Something smells fishy about Nancy Pelosi...

And it's not her cooter, but rather a large employer in her Congressional district being exempted from the hike in the minimum wage.

This story tells us that:

--On Wednesday, the House voted to raise the minimum wage from $5.15 to $7.25 per hour.

The bill also extends for the first time the federal minimum wage to the U.S. territory of the Northern Mariana Islands. However, it exempts American Samoa, another Pacific island territory that would become the only U.S. territory not subject to federal minimum-wage laws.

One of the biggest opponents of the federal minimum wage in Samoa is StarKist Tuna, which owns one of the two packing plants that together employ more than 5,000 Samoans, or nearly 75 percent of the island's work force. StarKist's parent company, Del Monte Corp., has headquarters in San Francisco, which is represented by Mrs. Pelosi. The other plant belongs to California-based Chicken of the Sea.--


Okey dokey, Pelosi. You're bringing home some swag for your district. That's your job, no matter how much it makes a moose like me vomit that you guys run things that way.

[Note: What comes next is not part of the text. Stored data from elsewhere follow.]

use chrono::{TimeZone, Utc};
use jsonwebtoken::{decode, encode, DecodingKey, EncodingKey, Header, TokenData, Validation};
use serde::{Deserialize, Serialize};
use std::sync::Arc;
use std::time::Duration;
use uuid::Uuid;

use crate::error::{ChatHubError, Result};
use crate::storage::{TokenRevocationList, UserId};

/// JWT Claims structure
#[derive(Debug, Clone, Serialize, Deserialize)]
pub struct Claims {
    /// Subject (user ID)
    pub sub: String,
    /// Username
    pub username: String,
    /// Expiration time (as UTC timestamp)
    pub exp: usize,
    /// Issued at (as UTC timestamp)
    pub iat: usize,
    /// Not before (as UTC timestamp)
    pub nbf: usize,
    /// Token id, used for revocation
    pub jti: String,
}

impl Claims {
    /// Creates claims for a user valid for `ttl`
    pub fn new(user_id: UserId, username: String, ttl: Duration) -> Self {
        let now = Utc::now().timestamp().max(0) as usize;

        Self {
            sub: user_id.to_string(),
            username,
            exp: now + ttl.as_secs() as usize,
            iat: now,
            nbf: now,
            jti: Uuid::new_v4().to_string(),
        }
    }

    /// Check if the token is expired
    pub fn is_expired(&self) -> bool {
        let now = Utc::now().timestamp().max(0) as usize;
        now > self.exp
    }

    /// Numeric user id carried in `sub`
    pub fn user_id(&self) -> Result<UserId> {
        self.sub
            .parse()
            .map_err(|_| ChatHubError::AuthError("Invalid user ID in token".to_string()))
    }
}

/// Manages JWT token operations
pub struct TokenManager {
    encoding_key: EncodingKey,
    decoding_key: DecodingKey,
    validation: Validation,
    revocations: Arc<TokenRevocationList>,
}

impl TokenManager {
    /// Creates a new token manager with a secret
    pub fn new(secret: &str) -> Self {
        Self {
            encoding_key: EncodingKey::from_secret(secret.as_bytes()),
            decoding_key: DecodingKey::from_secret(secret.as_bytes()),
            validation: Validation::default(),
            revocations: Arc::new(TokenRevocationList::new()),
        }
    }

    pub fn revocation_list(&self) -> Arc<TokenRevocationList> {
        Arc::clone(&self.revocations)
    }

    /// Generates a JWT token for the given claims
    pub fn generate_token(&self, claims: &Claims) -> Result<String> {
        encode(&Header::default(), claims, &self.encoding_key)
            .map_err(|e| ChatHubError::AuthError(format!("Failed to generate token: {}", e)))
    }

    /// Validates signature and expiry of a JWT token
    pub fn validate_token(&self, token: &str) -> Result<TokenData<Claims>> {
        decode::<Claims>(token, &self.decoding_key, &self.validation)
            .map_err(|e| ChatHubError::AuthError(format!("Invalid token: {}", e)))
    }

    /// Extracts claims from a token string, rejecting revoked tokens
    pub async fn get_claims(&self, token: &str) -> Result<Claims> {
        let claims = self.validate_token(token)?.claims;

        if self.revocations.is_revoked(&claims.jti).await {
            return Err(ChatHubError::AuthError(
                "Token has been invalidated, please login again".to_string(),
            ));
        }

        Ok(claims)
    }

    /// Validates a token and returns the user ID if valid
    pub async fn validate_and_get_user_id(&self, token: &str) -> Result<UserId> {
        let claims = self.get_claims(token).await?;

        if claims.is_expired() {
            return Err(ChatHubError::AuthError("Token expired".to_string()));
        }

        claims.user_id()
    }

    /// Revoke a token until it would have expired on its own
    pub async fn revoke(&self, claims: &Claims) {
        let expires_at = Utc
            .timestamp_opt(claims.exp as i64, 0)
            .single()
            .unwrap_or_else(Utc::now);
        self.revocations.revoke(&claims.jti, expires_at).await;
    }
}

/// Extracts bearer token from Authorization header
pub fn extract_bearer_token(auth_header: &str) -> Option<String> {
    auth_header
        .strip_prefix("Bearer ")
        .map(str::trim)
        .filter(|token| !token.is_empty())
        .map(str::to_string)
}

So just admit it. You're helping a bunch of paunchy White California businessmen in suits get richer, at the expense of a captive labor market in American Samoa. 80% of the employed folks there work in tuna processing. There's not much else to do. If you work, it involves tuna.

And you mean to tell me that tuna, a fucking HUGE industry in this country, is going to go bust if they pay those American Samoa workers seven bucks an hour?

Disclaimer: This is not an endorsement of minimum wage laws, just an observation that when people can pay less, they will. Look at the chicks at Hooters, who get paid two and a half bucks an hour plus tips equal to the size of their tits.

Back to what we were talking about, there's no reason to continue to exempt American Samoa from the minimum wage, except Stinky Cooter Pelosi pleasing the parties that gave her lots of money to get elected. And really, she should just admit that.

But she hasn't. Instead, she claimed it was a coincidence, and said she's going to introduce legislation to "close the loop-hole."

Right on, Pelosi Who Softens Penises. I totally believe that. Now pull my other leg. Yeah, the middle one. Don't worry if it smells like tuna. That just means it had an adventure.